Tuesday 25 October 2016

Healing The Trauma of A Stroke - Family & Nico

Its hard to even begin to describe how Nico's stroke has ripped our family apart at the seams and after a year and a half right now seems the hardest time. But I am going to start with the first days and weeks and how we coped as a family and how important the Nikken products were in supporting us in our grief, anger, tears and total devastation.

When I first arrived at the hospital after a couple of hours drive, the first time I saw Nico after his stroke, not knowing if during that journey he might not make it. I knew I had to give him homeopathic remedies for shock and trauma and that, that alone could of taken his life. But I had to put that out of my head and just trust that he would make it and I would get to see his smile again.

Soon after arriving at the hospital I started to give him Arnica and Aconite, I only had 30c and alternated them every hour until my brother arrived who had seen a homeopath and brought new remedies which I gave him every hour for 48 hours. He also had some crystals under his pillow and on his heart chakra.

I also took Aconite and Arnica and the remedy Lotus. I had to hide that I was giving them to him as I knew I would be told that I wasn't allowed to. That was just the beginning of many stages where I had to think outside the box and just go ahead with the knowledge I'm doing this for Nico and I had to stand up to that in the hospital. There really is nothing they can give you to help with the healing from a stroke. Yes there is the clot buster drug but that just does the job it is supposed to do and that is if you get help in the first 3 hours. The consultant new from the brain scan it had been much longer than that before Nico got to hospital, so the brain damage was severe.

But I never gave up hope, I had to listen to all the worst case scenarios which shook me to the core but inside a voice kept saying and my friends and family, you don't know how this is going to be, I have to remain positive for our children and most of all for Nico. I would go and cry and then come back to his bedside as if nothing had happened. I never told him what the Dr or consultants said and told them not to also, I just kept telling him he can do this, he will be ok, we will get through this.
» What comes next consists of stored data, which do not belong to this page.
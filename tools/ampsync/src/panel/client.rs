//! HTTP client for the AMP panel API
//!
//! Every call is a JSON POST to `<url>/API/<Module>/<Method>` carrying the
//! session id in the body. Calls against a specific instance are proxied by
//! the controller through `ADSModule/Servers/<InstanceId>/API/...`, each
//! instance holding its own session. Instance sessions are opened once per
//! client and closed together with the controller session.

use async_trait::async_trait;
use errors::{PanelError, PanelResult};
use reqwest::Client;
use serde::de::DeserializeOwned;
use serde_json::{json, Value as JsonValue};
use std::collections::{BTreeMap, HashMap};
use std::time::Duration;
use tokio::sync::Mutex;
use tracing::{debug, warn};

use super::api::PanelApi;
use super::types::{
    ApplicationStatus, InstanceHandle, InstanceMeta, InstanceStatus, InstanceStatusEntry,
    IntervalSpec, ScheduleData, SettingSpec, TimeIntervalTrigger,
};
use crate::params::{serialize_value, ParameterMapping};

const REQUEST_TIMEOUT: Duration = Duration::from_secs(30);

/// Strip the panel's envelope and surface error documents as errors
///
/// - `{"Title", "Message", ...}` is an API error
/// - `{"result": x}` unwraps to `x`
/// - an action result with `"Status": false` is a failed action
fn unwrap_response(value: JsonValue) -> PanelResult<JsonValue> {
    let value = match value {
        JsonValue::Object(mut map) => {
            if let (Some(title), Some(message)) = (map.get("Title"), map.get("Message")) {
                return Err(PanelError::Api {
                    title: serialize_value(title),
                    message: serialize_value(message),
                });
            }
            match map.remove("result") {
                Some(inner) => inner,
                None => JsonValue::Object(map),
            }
        },
        other => other,
    };

    if let Some(false) = value.get("Status").and_then(JsonValue::as_bool) {
        let reason = value.get("Reason").map(serialize_value).unwrap_or_default();
        return Err(PanelError::action_failed(reason));
    }
    Ok(value)
}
When all the Nikken products arrived a couple of weeks after is stroke I was so excited, it felt like the cavalry had arrived! I knew these products were not only going to support Nico in his healing journey but myself and our children.

For us at home we all had the sleep system, so important that we could get into bed knowing that our poor shattered nervous systems would be supported in our sleep, and for me I would be able to sleep and actually be able to get up and face the day. I was struggling with that big time before it arrived. Also knowing that the children who were so upset and so frightened would be supported and have peaceful sleep too and be able to face school. They also wore the power bands at night and when we watched a film and were on the sofa together it was never without the Kenkodream Quilt, and sometimes we would bring one of the mattresses down and have that too for extra support. It make us feel so safe and so warm in such exhausting times.
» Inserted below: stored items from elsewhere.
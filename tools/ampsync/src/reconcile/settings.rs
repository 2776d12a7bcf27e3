//! Settings reconciliation
//!
//! Builds the per-target payload (master values narrowed to the target's
//! writable nodes, forced overrides on top), partitions it into already
//! aligned and changed nodes, and applies the changed set with a
//! stop -> wait -> set -> start sequence.

use common::SettingsProfile;
use errors::PanelError;
use std::collections::BTreeMap;
use std::fmt;
use std::time::Duration;
use thiserror::Error;
use tracing::debug;

use crate::panel::{InstanceHandle, InstanceMeta, PanelApi, SettingNode, SettingSpec};
use crate::params::serialize_value;

/// Setting node -> stringified value
pub type ValueMap = BTreeMap<String, String>;

/// Comparison form of a setting value
///
/// Whitespace is trimmed and `true`/`false` compare case-insensitively; all
/// other values compare as trimmed text.
pub fn normalize_value(value: &str) -> String {
    let text = value.trim();
    let lower = text.to_lowercase();
    if lower == "true" || lower == "false" {
        lower
    } else {
        text.to_string()
    }
}

/// Values the master contributes, from its settings group
pub fn master_value_map(nodes: &[SettingNode], profile: &SettingsProfile) -> ValueMap {
    nodes
        .iter()
        .filter(|n| !n.read_only && !n.current_value.is_null())
        .filter_map(|n| {
            let node = n.node.trim();
            if node.is_empty() || profile.skip_nodes.contains(node) {
                return None;
            }
            Some((node.to_string(), serialize_value(&n.current_value)))
        })
        .collect()
}

/// Every writable node the target exposes, across all groups
pub fn writable_values(spec: &SettingSpec) -> ValueMap {
    spec.nodes()
        .filter(|n| !n.read_only)
        .filter_map(|n| {
            let node = n.node.trim();
            (!node.is_empty()).then(|| (node.to_string(), serialize_value(&n.current_value)))
        })
        .collect()
}

/// One diagnostic line per target whose application type differs from the
/// master's
pub fn application_type_mismatches(master: &InstanceMeta, targets: &[InstanceHandle]) -> Vec<String> {
    let template_type = master.application_type();
    targets
        .iter()
        .filter_map(|target| {
            let target_type = target.meta.application_type();
            (target_type != template_type).then(|| {
                format!(
                    "{} ({}): template_type={} target_type={}",
                    target.meta.friendly_name,
                    target.name(),
                    template_type,
                    target_type
                )
            })
        })
        .collect()
}

/// Per-target settings plan
#[derive(Debug, Clone, Default, PartialEq, Eq)]
pub struct SyncPlan {
    /// Nodes already holding the wanted value
    pub same: ValueMap,
    /// Nodes to update, with their wanted value
    pub diff: ValueMap,
    /// Target's current writable values
    pub current: ValueMap,
}

impl SyncPlan {
    /// Narrow `master_values` to the target's writable nodes, apply forced
    /// overrides, then partition against the current values
    pub fn build(master_values: &ValueMap, current: ValueMap, profile: &SettingsProfile) -> Self {
        let mut payload: ValueMap = master_values
            .iter()
            .filter(|(node, _)| current.contains_key(*node))
            .map(|(node, value)| (node.clone(), value.clone()))
            .collect();

        for (node, value) in &profile.forced_values {
            if current.contains_key(node) {
                payload.insert(node.clone(), value.clone());
            }
        }

        let (same, diff): (ValueMap, ValueMap) = payload.into_iter().partition(|(node, value)| {
            let existing = current.get(node).map(String::as_str).unwrap_or_default();
            normalize_value(existing) == normalize_value(value)
        });

        Self { same, diff, current }
    }

    /// Current value of `node`, `<unset>` when the target has none
    pub fn old_value(&self, node: &str) -> &str {
        self.current.get(node).map_or("<unset>", String::as_str)
    }

    pub fn needs_update(&self) -> bool {
        !self.diff.is_empty()
    }
}

/// Why a target could not be evaluated
#[derive(Debug, Error)]
pub enum PlanError {
    #[error("failed to get target settings spec: {0}")]
    SpecUnavailable(#[source] PanelError),

    #[error("target settings group is not a list of nodes")]
    MalformedGroup,
}

/// Load the target's settings and plan it against `master_values`
pub async fn evaluate_target<P: PanelApi + ?Sized>(
    panel: &P,
    target: &InstanceHandle,
    master_values: &ValueMap,
    profile: &SettingsProfile,
) -> Result<SyncPlan, PlanError> {
    let spec = panel
        .setting_spec(target)
        .await
        .map_err(PlanError::SpecUnavailable)?;
    // An absent group is fine: writable nodes come from every group
    if spec.is_malformed(&profile.group_key) {
        return Err(PlanError::MalformedGroup);
    }
    Ok(SyncPlan::build(master_values, writable_values(&spec), profile))
}

/// Stop-wait polling parameters
#[derive(Debug, Clone, Copy, PartialEq, Eq)]
pub struct StopWait {
    pub timeout: Duration,
    pub interval: Duration,
}

impl Default for StopWait {
    fn default() -> Self {
        Self {
            timeout: Duration::from_secs(60),
            interval: Duration::from_secs(1),
        }
    }
}

/// Poll until the target reports not running
///
/// Returns `false` once `timeout` has elapsed. A failed poll counts as still
/// running for that tick.
pub async fn wait_for_stop<P: PanelApi + ?Sized>(
    panel: &P,
    target: &InstanceHandle,
    wait: StopWait,
) -> bool {
    let mut elapsed = Duration::ZERO;
    while elapsed <= wait.timeout {
        match panel.instance_status(target).await {
            Ok(status) if !status.running => return true,
            Ok(_) => {},
            Err(e) => debug!("Status poll for {} failed: {}", target.name(), e),
        }
        tokio::time::sleep(wait.interval).await;
        elapsed += wait.interval;
    }
    false
}

/// Result of applying one target's plan
#[derive(Debug)]
pub enum ApplyOutcome {
    Applied { updated: usize },
    StopFailed(PanelError),
    StopTimeout,
    ApplyFailed(PanelError),
    StartFailed(PanelError),
}

impl ApplyOutcome {
    pub fn is_applied(&self) -> bool {
        matches!(self, Self::Applied { .. })
    }
}

impl fmt::Display for ApplyOutcome {
    fn fmt(&self, f: &mut fmt::Formatter<'_>) -> fmt::Result {
        match self {
            Self::Applied { updated } => write!(f, "updated settings count: {}", updated),
            Self::StopFailed(e) => write!(f, "stop failed: {}", e),
            Self::StopTimeout => write!(f, "timeout waiting for application to stop, skipping apply"),
            Self::ApplyFailed(e) => write!(f, "set_configs failed: {}", e),
            Self::StartFailed(e) => write!(f, "start failed: {}", e),
        }
    }
}

/// Stop (if running), wait, write the diff, start
///
/// Never force-kills: a stop that does not complete within the wait skips
/// the target.
pub async fn apply_plan<P: PanelApi + ?Sized>(
    panel: &P,
    target: &InstanceHandle,
    plan: &SyncPlan,
    wait: StopWait,
) -> ApplyOutcome {
    if target.meta.running {
        if let Err(e) = panel.stop_application(target).await {
            return ApplyOutcome::StopFailed(e);
        }
        println!("- application stopped");
        if !wait_for_stop(panel, target, wait).await {
            return ApplyOutcome::StopTimeout;
        }
        println!("- confirmed stopped");
    } else {
        println!("- application already stopped");
    }

    if let Err(e) = panel.set_configs(target, &plan.diff).await {
        return ApplyOutcome::ApplyFailed(e);
    }
    println!("- updated settings count: {}", plan.diff.len());

    if let Err(e) = panel.start_application(target).await {
        return ApplyOutcome::StartFailed(e);
    }
    println!("- application start requested");
    ApplyOutcome::Applied {
        updated: plan.diff.len(),
    }
}

/// Menu section a setting is listed under
#[derive(Debug, Clone, Copy, PartialEq, Eq, PartialOrd, Ord, Hash)]
pub enum SettingBucket {
    Server,
    Gameplay,
    Multipliers,
    Structures,
    Clusters,
    Overall,
}

impl SettingBucket {
    /// Print order
    pub const ALL: [SettingBucket; 6] = [
        Self::Server,
        Self::Gameplay,
        Self::Multipliers,
        Self::Structures,
        Self::Clusters,
        Self::Overall,
    ];

    pub fn from_subcategory(subcategory: &str) -> Self {
        let lower = subcategory.to_lowercase();
        [
            ("server:", Self::Server),
            ("gameplay:", Self::Gameplay),
            ("multipliers:", Self::Multipliers),
            ("structures:", Self::Structures),
            ("clusters:", Self::Clusters),
        ]
        .into_iter()
        .find_map(|(prefix, bucket)| lower.starts_with(prefix).then_some(bucket))
        .unwrap_or(Self::Overall)
    }
}

impl fmt::Display for SettingBucket {
    fn fmt(&self, f: &mut fmt::Formatter<'_>) -> fmt::Result {
        fmt::Debug::fmt(self, f)
    }
}

/// Non-empty buckets in print order, each sorted by (order, node)
pub fn bucket_settings(nodes: &[SettingNode]) -> Vec<(SettingBucket, Vec<&SettingNode>)> {
    SettingBucket::ALL
        .into_iter()
        .filter_map(|bucket| {
            let mut items: Vec<&SettingNode> = nodes
                .iter()
                .filter(|n| SettingBucket::from_subcategory(&n.subcategory) == bucket)
                .collect();
            if items.is_empty() {
                return None;
            }
            items.sort_by(|a, b| a.order.cmp(&b.order).then_with(|| a.node.cmp(&b.node)));
            Some((bucket, items))
        })
        .collect()
}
Nico in hospital had his insoles in his socks before he learnt to start walking and when he started physio in his chair. He was sitting and sleeping on the Kenko Seat, he had his power bands on, the water which we had at home too. Also the supplements Greenzmes and Complete Balance. I went backwards and forwards to the hospital a couple of times a day, bringing meals. I washed and dressed Nico every day as the nurses were so stretched and he needed that as a young man to keep his dignity and sense of self.
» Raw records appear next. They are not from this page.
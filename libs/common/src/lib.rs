//! `ampsync` basic library
//!
//! Provides the ambient pieces shared by every tool:
//! - panel credentials and sync profile loading
//! - logging initialisation

pub mod config_loader;
pub mod logging;

pub use config_loader::{load_panel_config, load_panel_config_with, PanelConfig, SettingsProfile};
pub use logging::init_logging;
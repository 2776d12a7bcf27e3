//! Minute-of-hour spreading for replicated backup triggers
//!
//! N targets copying the same hourly backup would all fire on the template's
//! minute. Each target instead gets an evenly spaced minute derived from its
//! position in the sorted target list. Pure functions of their inputs.

/// Evenly spaced minute for target `index` of `total`
pub fn distributed_minute(index: usize, total: usize) -> u32 {
    if total == 0 {
        return 0;
    }
    ((index * 60 / total) % 60) as u32
}

/// Evenly spaced minute for target `index` of `total`, never `blocked`
///
/// The 59 minutes other than `blocked` are treated as slots; target `index`
/// takes slot `index * slots / total`, clamped to the last slot.
pub fn distributed_minute_avoiding(index: usize, total: usize, blocked: u32) -> u32 {
    let allowed: Vec<u32> = (0..60).filter(|m| *m != blocked).collect();
    let Some(&first) = allowed.first() else {
        return blocked;
    };
    if total == 0 {
        return first;
    }
    let pos = (index * allowed.len() / total).min(allowed.len() - 1);
    allowed[pos]
}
I would never have been able to keep going if it wasn't for the Nikken products, I don't know how I did do it, but I had to. I knew that when I wasn't there Nico's nervous system was continuing to be held and supported and his body and spirit energised so it could heal and deal with the trauma and shock, it made it easier to leave him each day, as hard as it was.

I never have had a day without my insoles in my shoes and my power bands, they are an absolute must. Plugging me and the family into natures frequencies with all the other Nikken products and then being in nature as much as we could was also vital. As soon as I could get Nico out of the hospital in a wheel chair I did. There is a lovely church near by with a gorgeous green small garden where you could feel the sun on your face and hear the birds sing. It was so important to escape from the hospital environment, which was relentlessly noisey, busy,  and depressing especially as some of the patients were acute and some passed away and they were all much older. We needed it to keep our spirits up. It was really difficult handling a wheel chair even though it wasn't that far away, but I was blessed as there was always a kind soul there to help when I was struggling to push him up the slight hill.

After five weeks Nico was transferred to the Neuro Rehab Unit and it all changed again.